Given information
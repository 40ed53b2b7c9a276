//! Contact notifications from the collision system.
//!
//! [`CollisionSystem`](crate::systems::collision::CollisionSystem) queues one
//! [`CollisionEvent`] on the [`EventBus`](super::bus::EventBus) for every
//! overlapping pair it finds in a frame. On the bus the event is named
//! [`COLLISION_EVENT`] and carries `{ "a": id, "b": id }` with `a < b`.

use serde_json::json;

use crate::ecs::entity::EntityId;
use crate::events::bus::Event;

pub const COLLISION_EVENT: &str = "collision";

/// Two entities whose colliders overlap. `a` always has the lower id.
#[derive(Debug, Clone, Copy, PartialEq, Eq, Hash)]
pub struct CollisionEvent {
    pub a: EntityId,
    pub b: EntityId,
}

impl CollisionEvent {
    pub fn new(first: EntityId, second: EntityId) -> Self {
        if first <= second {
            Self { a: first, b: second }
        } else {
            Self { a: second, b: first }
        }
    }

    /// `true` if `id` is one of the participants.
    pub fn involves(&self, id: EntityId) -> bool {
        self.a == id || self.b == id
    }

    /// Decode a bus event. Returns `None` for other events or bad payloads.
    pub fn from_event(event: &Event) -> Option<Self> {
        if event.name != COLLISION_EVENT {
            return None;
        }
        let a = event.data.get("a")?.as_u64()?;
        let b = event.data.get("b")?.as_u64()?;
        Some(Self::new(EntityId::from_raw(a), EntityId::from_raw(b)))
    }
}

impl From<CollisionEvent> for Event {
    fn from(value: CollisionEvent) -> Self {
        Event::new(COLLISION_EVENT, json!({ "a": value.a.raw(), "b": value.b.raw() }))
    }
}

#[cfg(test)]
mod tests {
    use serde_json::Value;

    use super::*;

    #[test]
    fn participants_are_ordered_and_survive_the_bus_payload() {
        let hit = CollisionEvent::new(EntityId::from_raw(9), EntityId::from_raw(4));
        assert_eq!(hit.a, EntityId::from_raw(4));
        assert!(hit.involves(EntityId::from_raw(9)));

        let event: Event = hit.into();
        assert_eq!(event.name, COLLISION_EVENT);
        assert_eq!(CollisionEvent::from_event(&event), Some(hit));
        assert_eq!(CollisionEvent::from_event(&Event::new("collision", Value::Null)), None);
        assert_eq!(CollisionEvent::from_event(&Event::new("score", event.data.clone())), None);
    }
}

Brief
The first line of the records begins the span, and the line containing "event is named" ends it. Reproduce that span exactly, both ends included.

Task output
repository 40ed53b2b7c9a276
//! Contact notifications from the collision system.
//!
//! [`CollisionSystem`](crate::systems::collision::CollisionSystem) queues one
//! [`CollisionEvent`] on the [`EventBus`](super::bus::EventBus) for every
//! overlapping pair it finds in a frame. On the bus the event is named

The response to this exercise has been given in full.